What is being asked: Out of the records below, copy all lines in which the word "ConfidenceReport" occurs.

Dataset entries:

_ _ _ _

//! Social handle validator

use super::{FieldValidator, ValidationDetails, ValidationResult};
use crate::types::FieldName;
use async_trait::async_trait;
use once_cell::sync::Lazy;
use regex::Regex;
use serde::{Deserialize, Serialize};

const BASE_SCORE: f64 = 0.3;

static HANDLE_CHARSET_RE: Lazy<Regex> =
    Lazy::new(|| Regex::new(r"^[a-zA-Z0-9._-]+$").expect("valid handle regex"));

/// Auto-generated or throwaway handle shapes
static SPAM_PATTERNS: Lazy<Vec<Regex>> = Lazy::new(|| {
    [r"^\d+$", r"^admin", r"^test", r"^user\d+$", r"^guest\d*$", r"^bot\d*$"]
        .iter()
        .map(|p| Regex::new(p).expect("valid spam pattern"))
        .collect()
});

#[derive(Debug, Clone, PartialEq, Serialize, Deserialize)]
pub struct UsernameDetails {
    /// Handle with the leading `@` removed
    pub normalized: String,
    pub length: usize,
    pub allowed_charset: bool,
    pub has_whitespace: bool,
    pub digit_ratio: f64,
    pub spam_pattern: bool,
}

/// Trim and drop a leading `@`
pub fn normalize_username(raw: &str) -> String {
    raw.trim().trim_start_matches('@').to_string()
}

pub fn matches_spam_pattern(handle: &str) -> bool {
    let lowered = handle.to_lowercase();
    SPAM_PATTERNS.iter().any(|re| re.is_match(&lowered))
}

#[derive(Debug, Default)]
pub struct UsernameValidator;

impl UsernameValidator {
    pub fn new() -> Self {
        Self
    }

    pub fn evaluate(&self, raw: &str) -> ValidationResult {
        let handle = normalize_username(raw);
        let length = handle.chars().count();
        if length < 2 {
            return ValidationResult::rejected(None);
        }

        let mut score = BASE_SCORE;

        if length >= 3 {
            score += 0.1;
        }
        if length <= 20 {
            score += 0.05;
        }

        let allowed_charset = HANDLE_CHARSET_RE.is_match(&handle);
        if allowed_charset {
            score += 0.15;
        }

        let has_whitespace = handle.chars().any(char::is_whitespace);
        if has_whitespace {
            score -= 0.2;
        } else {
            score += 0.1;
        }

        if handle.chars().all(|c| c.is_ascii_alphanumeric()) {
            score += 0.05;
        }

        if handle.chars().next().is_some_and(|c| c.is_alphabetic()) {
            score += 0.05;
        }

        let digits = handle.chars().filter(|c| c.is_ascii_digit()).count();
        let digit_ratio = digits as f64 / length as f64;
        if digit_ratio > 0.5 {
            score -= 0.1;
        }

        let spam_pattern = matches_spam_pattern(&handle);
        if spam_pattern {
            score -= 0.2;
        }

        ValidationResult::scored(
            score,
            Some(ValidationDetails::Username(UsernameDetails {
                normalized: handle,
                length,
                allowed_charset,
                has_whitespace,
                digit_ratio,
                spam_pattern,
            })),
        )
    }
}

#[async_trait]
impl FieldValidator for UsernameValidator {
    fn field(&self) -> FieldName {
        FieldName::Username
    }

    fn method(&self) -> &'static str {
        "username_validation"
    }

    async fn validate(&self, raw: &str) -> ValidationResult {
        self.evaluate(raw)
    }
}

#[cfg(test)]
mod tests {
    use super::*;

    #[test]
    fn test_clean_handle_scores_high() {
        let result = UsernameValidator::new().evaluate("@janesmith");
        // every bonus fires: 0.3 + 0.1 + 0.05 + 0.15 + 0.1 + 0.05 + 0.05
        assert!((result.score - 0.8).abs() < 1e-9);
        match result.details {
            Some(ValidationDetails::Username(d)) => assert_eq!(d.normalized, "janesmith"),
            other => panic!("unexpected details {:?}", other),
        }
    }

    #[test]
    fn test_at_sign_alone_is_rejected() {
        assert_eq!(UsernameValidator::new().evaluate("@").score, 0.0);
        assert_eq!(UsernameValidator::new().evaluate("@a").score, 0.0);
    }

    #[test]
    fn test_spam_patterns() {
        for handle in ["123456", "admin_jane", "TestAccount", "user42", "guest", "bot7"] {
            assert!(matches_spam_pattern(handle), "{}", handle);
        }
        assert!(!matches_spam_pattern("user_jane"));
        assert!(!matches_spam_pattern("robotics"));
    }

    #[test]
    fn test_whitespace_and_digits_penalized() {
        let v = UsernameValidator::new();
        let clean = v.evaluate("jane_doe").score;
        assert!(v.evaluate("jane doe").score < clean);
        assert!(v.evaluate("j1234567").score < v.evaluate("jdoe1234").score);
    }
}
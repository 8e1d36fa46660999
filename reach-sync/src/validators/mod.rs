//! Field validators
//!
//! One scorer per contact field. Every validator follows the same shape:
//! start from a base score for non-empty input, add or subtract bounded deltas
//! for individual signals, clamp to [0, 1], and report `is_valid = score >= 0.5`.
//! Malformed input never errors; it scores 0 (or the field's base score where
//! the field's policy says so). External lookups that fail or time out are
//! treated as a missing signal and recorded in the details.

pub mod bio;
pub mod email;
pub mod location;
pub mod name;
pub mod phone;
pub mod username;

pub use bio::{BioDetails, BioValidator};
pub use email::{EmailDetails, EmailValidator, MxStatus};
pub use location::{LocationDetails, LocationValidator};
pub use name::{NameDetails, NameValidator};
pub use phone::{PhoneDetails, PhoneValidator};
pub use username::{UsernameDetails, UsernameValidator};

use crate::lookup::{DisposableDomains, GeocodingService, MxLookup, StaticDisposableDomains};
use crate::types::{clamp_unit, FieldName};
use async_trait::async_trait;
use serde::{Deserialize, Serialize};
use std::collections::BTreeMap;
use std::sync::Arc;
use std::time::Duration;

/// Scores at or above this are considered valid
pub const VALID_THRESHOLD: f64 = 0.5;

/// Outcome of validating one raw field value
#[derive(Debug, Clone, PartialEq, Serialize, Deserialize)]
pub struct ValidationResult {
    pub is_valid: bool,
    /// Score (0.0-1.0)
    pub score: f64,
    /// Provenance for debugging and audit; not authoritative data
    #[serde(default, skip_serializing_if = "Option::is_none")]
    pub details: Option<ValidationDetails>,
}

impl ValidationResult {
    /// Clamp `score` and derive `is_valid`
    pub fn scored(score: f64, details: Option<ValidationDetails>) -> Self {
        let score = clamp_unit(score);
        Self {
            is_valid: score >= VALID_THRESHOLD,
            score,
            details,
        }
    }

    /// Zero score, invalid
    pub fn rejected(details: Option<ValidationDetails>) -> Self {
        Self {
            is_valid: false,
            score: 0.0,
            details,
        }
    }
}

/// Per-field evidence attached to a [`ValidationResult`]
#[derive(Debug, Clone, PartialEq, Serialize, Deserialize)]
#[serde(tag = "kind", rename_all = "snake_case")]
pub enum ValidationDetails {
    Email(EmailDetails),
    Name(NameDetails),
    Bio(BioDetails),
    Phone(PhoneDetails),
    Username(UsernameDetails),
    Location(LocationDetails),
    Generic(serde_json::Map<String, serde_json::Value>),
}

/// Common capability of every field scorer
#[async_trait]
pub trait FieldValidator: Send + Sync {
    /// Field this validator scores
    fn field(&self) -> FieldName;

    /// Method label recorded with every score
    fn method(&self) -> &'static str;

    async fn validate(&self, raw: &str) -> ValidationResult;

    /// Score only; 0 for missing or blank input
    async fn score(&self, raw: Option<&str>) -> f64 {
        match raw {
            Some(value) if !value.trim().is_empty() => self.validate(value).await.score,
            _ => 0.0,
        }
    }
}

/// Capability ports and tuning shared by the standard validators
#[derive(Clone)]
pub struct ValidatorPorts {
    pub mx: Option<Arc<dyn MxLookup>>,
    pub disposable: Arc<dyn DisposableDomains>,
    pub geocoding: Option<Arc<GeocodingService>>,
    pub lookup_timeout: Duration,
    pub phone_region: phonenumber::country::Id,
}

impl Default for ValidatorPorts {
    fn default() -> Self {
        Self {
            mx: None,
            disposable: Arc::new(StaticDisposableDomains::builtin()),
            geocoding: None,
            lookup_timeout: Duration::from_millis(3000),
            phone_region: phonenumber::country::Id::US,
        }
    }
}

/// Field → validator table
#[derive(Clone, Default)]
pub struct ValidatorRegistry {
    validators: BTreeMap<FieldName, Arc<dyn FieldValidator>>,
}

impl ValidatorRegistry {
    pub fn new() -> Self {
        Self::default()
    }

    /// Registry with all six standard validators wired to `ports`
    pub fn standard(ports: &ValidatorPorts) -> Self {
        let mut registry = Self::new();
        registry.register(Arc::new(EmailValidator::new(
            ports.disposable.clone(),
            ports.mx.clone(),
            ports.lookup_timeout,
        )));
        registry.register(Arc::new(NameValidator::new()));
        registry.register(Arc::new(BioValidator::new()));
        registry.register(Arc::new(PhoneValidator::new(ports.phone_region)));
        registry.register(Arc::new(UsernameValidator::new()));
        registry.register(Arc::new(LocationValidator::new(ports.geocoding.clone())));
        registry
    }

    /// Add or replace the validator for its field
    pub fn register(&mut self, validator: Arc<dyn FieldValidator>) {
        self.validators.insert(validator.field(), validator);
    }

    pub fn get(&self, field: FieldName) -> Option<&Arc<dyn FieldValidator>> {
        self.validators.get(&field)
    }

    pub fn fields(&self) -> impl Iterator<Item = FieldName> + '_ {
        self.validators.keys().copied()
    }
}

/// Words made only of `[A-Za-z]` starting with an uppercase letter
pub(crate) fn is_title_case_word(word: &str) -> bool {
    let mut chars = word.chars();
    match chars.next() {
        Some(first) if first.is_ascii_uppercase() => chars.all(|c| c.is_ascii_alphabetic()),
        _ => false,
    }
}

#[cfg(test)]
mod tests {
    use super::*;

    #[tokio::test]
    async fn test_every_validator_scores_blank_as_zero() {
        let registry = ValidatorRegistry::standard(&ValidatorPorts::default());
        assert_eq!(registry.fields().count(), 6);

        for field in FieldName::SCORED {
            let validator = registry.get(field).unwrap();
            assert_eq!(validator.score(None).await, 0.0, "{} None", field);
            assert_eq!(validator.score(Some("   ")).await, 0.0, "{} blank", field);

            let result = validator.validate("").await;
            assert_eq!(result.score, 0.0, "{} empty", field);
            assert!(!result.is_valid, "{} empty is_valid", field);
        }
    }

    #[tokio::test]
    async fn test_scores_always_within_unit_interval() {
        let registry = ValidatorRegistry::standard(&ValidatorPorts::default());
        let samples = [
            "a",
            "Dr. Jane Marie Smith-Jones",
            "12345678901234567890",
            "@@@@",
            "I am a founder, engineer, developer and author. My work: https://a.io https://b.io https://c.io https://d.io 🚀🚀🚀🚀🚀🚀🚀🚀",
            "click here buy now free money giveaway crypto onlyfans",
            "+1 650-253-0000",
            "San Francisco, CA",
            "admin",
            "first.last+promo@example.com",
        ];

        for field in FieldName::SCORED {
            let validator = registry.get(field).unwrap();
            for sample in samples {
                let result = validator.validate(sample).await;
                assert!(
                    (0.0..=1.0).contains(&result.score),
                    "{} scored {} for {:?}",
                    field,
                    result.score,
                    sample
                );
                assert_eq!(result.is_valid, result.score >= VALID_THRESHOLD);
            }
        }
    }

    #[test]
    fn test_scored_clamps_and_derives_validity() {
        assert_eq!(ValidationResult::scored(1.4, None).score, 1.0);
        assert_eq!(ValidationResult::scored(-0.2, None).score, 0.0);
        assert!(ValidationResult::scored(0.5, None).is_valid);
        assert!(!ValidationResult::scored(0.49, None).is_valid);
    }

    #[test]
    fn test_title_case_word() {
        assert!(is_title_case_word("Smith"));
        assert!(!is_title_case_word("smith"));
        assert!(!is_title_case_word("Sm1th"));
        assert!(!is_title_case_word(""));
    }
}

_ _ _ _

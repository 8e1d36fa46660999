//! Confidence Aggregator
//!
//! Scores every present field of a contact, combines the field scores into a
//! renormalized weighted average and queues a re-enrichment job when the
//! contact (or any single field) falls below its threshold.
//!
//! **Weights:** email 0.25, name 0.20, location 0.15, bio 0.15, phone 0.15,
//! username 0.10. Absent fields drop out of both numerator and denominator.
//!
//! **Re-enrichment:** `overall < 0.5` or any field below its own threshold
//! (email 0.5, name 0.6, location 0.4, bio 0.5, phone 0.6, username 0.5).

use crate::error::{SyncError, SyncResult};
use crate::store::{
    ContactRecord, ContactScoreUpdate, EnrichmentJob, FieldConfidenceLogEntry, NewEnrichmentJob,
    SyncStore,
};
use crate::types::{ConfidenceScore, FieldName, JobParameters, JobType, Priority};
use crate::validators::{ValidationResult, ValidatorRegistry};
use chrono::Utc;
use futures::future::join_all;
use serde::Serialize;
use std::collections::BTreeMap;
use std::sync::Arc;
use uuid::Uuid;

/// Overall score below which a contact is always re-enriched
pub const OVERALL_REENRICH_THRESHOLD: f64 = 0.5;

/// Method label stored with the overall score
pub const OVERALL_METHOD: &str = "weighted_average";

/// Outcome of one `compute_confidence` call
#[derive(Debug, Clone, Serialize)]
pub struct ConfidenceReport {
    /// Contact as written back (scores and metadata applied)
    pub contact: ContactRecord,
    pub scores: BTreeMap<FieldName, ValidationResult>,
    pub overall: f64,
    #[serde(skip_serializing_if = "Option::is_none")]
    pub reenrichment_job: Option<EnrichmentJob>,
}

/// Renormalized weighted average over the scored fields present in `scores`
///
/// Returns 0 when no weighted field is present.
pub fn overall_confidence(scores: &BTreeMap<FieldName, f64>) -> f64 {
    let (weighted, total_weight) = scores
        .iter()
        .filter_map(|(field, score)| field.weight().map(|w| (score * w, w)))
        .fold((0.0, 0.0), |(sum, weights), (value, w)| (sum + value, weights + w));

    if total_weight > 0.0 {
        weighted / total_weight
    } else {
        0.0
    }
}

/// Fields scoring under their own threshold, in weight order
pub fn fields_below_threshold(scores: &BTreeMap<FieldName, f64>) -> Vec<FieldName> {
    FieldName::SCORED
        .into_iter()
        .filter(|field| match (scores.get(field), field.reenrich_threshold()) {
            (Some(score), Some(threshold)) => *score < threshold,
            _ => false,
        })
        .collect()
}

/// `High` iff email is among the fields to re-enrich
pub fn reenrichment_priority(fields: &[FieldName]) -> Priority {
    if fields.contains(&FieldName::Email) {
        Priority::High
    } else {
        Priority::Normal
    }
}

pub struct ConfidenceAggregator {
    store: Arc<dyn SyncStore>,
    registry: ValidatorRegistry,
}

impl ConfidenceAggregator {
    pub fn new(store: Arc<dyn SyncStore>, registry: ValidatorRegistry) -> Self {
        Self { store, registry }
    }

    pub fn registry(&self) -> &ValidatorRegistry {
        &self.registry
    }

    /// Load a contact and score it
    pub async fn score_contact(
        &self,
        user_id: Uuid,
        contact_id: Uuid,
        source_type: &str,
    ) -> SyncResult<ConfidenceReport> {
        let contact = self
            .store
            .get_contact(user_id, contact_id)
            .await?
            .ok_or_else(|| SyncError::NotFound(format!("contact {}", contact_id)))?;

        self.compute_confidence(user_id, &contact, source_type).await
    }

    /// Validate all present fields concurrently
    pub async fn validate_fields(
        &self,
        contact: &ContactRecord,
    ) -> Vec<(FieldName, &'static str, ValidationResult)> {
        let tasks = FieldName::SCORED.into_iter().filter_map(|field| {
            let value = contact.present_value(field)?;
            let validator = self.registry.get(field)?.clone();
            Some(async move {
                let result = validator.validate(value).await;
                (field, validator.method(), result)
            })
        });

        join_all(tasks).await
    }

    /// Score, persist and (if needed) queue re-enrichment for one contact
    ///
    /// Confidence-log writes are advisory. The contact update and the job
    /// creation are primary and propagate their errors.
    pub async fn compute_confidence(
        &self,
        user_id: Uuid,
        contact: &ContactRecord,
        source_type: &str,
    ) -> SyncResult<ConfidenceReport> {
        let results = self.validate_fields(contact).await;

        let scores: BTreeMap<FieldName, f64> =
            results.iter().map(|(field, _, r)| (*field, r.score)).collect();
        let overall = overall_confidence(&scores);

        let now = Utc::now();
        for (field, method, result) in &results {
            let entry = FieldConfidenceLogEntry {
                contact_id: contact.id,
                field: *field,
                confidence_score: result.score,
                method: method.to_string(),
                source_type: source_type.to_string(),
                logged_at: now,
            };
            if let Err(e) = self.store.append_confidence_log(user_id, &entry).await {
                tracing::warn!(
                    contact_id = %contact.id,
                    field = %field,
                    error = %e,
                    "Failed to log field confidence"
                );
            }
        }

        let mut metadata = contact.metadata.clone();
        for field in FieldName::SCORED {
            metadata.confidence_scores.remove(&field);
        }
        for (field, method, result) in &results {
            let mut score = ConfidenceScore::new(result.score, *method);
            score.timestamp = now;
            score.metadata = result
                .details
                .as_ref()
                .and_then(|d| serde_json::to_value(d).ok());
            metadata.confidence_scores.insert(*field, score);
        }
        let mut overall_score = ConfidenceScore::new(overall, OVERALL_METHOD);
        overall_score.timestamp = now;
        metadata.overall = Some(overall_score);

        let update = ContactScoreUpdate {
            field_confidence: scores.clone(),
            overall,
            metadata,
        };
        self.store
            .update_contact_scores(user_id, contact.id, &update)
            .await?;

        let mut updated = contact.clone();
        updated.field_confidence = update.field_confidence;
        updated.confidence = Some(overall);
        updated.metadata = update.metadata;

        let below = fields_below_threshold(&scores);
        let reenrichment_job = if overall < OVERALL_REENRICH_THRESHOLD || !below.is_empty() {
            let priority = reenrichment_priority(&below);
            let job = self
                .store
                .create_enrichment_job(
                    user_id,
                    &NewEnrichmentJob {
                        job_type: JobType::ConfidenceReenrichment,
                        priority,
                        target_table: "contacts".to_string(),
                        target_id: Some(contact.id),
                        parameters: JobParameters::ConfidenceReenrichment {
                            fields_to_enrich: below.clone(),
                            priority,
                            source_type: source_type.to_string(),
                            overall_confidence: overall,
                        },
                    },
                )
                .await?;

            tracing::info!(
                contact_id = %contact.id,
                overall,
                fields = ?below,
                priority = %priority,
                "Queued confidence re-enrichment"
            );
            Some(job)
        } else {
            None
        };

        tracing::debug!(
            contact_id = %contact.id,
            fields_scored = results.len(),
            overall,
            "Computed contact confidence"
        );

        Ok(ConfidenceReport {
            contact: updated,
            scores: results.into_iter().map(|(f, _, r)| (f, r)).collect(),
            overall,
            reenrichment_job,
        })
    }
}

_ _ _ _

Exercise output:
pub struct ConfidenceReport {
    ) -> SyncResult<ConfidenceReport> {
    ) -> SyncResult<ConfidenceReport> {
        Ok(ConfidenceReport {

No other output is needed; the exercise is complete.